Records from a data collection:
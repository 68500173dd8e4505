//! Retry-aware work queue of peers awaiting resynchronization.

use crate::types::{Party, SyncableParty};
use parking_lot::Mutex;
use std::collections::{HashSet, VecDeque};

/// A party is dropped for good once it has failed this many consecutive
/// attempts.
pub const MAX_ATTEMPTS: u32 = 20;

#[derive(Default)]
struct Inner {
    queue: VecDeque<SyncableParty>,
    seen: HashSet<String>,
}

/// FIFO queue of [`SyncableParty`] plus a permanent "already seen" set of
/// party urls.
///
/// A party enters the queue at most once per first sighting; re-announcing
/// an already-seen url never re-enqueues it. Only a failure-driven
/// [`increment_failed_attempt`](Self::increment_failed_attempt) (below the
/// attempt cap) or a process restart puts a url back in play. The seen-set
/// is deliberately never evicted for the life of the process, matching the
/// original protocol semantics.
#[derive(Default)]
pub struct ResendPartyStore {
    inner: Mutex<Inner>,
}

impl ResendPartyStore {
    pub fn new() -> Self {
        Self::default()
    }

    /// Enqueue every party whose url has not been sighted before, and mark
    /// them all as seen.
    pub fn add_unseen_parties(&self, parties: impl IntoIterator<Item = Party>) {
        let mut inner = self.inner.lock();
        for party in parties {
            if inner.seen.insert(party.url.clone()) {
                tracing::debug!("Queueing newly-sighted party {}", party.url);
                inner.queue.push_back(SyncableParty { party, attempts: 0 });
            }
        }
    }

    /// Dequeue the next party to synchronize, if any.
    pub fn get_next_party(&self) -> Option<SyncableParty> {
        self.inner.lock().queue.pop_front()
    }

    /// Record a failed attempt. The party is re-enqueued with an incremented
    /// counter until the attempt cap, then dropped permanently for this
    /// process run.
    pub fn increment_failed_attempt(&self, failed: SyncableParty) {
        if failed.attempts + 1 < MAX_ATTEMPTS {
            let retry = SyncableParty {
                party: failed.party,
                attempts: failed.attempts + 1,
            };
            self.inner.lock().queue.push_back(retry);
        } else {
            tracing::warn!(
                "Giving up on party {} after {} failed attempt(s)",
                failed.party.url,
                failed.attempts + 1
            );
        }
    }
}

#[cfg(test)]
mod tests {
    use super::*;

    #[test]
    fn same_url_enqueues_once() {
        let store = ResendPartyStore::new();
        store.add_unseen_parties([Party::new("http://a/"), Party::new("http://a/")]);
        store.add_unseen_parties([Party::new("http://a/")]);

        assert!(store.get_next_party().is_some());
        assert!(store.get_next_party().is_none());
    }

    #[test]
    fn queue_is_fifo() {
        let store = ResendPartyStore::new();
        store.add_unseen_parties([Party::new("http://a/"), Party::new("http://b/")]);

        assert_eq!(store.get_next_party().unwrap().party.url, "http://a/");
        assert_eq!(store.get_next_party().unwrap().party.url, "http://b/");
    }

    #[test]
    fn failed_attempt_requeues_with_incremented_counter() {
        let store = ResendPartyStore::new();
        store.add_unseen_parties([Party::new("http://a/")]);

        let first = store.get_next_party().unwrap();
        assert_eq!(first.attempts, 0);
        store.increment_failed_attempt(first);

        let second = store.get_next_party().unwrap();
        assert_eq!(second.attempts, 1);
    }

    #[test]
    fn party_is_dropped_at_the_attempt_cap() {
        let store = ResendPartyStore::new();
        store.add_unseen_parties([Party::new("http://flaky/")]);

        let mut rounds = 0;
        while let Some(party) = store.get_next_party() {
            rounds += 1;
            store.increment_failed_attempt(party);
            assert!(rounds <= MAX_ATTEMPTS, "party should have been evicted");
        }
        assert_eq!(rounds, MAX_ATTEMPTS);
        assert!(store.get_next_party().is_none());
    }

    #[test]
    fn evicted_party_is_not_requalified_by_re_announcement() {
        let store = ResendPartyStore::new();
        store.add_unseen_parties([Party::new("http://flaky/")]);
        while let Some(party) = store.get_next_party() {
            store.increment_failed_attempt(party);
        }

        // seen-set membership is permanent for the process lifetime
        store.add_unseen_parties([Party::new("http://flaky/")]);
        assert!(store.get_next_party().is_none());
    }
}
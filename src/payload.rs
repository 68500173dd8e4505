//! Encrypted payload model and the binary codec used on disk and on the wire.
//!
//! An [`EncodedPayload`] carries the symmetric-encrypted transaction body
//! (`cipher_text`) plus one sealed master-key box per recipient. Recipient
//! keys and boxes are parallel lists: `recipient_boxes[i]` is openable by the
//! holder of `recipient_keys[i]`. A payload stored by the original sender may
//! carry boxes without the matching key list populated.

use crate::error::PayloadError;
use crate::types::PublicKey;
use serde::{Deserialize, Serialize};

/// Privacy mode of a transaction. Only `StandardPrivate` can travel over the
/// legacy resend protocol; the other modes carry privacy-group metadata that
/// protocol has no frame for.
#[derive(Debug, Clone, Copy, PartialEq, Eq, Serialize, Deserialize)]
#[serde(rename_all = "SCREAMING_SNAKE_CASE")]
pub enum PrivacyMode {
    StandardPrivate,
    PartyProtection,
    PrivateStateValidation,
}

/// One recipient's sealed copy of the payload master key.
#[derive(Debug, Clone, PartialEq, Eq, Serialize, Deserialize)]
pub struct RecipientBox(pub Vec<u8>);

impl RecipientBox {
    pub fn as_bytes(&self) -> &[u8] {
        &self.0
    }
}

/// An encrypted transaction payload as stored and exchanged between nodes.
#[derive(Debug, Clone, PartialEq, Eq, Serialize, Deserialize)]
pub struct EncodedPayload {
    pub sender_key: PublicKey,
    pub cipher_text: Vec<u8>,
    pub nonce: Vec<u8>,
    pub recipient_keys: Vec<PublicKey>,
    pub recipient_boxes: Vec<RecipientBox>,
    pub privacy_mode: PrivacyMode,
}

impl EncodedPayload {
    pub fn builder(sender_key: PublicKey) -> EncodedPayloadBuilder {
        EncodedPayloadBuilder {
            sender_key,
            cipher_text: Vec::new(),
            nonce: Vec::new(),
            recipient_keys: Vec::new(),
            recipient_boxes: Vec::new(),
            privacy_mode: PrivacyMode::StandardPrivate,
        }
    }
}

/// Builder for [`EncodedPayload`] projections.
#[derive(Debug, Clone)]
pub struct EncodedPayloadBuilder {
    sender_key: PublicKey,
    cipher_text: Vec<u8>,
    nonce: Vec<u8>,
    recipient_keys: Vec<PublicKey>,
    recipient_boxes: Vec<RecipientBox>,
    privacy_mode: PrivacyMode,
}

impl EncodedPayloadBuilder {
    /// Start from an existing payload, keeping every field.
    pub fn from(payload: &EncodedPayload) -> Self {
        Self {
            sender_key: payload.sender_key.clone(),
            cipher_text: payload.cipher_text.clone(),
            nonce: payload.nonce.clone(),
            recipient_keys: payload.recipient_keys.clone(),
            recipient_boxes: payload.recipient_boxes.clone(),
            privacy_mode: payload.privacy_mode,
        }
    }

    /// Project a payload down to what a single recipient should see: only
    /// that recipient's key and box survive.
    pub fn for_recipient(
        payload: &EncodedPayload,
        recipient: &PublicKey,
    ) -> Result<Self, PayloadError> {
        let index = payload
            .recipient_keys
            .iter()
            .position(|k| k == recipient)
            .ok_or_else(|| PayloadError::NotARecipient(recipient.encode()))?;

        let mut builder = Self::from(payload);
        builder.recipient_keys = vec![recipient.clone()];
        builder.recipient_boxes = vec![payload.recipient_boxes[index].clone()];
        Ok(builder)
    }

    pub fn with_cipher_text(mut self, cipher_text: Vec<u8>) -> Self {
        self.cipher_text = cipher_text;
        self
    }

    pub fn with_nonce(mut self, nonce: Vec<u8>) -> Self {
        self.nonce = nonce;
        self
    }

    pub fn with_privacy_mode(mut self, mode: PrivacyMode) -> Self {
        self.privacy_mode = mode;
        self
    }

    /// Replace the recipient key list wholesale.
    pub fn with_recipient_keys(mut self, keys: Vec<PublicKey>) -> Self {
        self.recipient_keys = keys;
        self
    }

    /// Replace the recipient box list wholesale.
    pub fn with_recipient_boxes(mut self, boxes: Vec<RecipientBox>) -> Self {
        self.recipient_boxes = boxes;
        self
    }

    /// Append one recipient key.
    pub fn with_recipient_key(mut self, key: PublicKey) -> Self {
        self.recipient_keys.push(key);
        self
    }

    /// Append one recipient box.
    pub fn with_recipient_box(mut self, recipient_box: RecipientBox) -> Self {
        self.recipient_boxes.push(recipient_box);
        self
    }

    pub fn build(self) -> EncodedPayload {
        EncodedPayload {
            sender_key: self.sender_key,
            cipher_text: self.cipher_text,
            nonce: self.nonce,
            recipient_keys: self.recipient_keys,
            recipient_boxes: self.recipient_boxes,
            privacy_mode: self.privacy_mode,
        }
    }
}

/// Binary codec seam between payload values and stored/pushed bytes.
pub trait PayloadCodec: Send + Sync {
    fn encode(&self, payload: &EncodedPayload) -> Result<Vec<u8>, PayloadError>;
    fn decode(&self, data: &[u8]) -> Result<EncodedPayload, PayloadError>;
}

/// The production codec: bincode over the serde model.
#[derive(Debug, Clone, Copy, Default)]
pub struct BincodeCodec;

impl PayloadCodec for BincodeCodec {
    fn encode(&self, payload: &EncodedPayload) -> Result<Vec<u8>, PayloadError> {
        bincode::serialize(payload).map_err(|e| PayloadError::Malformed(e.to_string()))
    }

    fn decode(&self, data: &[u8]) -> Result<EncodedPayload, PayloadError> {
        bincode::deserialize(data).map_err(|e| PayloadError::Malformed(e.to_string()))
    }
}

> REQUIREMENT: If a line of the records above holds the word "unwrap", show it.

> WRITTEN RESPONSE:
        assert_eq!(store.get_next_party().unwrap().party.url, "http://a/");
        assert_eq!(store.get_next_party().unwrap().party.url, "http://b/");
        let first = store.get_next_party().unwrap();
        let second = store.get_next_party().unwrap();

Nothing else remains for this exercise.